**Your task**
Scan the records below, and wherever a line has the word "Result", pull it out.

**Source data**
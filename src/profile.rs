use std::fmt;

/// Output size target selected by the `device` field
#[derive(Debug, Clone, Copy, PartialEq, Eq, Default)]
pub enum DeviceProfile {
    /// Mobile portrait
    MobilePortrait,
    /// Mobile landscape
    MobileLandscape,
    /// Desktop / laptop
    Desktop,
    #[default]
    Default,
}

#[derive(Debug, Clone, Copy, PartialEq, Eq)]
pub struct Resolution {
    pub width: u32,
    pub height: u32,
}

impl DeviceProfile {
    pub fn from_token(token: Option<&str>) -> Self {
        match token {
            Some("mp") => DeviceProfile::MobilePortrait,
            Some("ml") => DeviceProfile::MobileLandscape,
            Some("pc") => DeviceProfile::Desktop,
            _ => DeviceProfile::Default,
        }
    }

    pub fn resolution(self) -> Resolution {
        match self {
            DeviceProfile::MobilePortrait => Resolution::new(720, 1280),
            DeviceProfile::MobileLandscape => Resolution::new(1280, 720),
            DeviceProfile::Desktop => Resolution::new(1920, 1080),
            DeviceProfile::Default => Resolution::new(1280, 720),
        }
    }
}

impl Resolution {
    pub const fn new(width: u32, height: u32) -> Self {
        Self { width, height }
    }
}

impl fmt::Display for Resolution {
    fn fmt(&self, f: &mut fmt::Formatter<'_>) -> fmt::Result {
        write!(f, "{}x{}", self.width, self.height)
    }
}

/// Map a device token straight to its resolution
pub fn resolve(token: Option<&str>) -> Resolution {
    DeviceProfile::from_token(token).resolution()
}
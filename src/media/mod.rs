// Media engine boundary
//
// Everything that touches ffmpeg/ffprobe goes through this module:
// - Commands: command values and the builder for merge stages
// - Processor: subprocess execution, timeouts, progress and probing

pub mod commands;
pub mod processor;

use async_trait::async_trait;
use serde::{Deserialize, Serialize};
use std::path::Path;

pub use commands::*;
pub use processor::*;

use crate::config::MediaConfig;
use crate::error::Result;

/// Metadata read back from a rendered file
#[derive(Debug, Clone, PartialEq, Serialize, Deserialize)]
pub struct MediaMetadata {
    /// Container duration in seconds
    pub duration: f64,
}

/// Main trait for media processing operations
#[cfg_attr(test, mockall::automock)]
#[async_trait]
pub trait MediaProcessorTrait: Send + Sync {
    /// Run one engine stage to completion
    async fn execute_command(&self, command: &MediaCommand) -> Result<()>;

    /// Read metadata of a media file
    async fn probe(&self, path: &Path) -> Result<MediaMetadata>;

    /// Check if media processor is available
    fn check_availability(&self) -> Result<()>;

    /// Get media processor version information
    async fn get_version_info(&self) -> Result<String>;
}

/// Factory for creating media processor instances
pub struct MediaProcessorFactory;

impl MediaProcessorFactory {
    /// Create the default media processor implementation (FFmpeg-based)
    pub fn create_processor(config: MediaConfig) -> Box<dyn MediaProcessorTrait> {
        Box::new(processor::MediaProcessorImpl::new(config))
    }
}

**Output for this task**
    fn fmt(&self, f: &mut fmt::Formatter<'_>) -> fmt::Result {
use crate::error::Result;
    async fn execute_command(&self, command: &MediaCommand) -> Result<()>;
    async fn probe(&self, path: &Path) -> Result<MediaMetadata>;
    fn check_availability(&self) -> Result<()>;
    async fn get_version_info(&self) -> Result<String>;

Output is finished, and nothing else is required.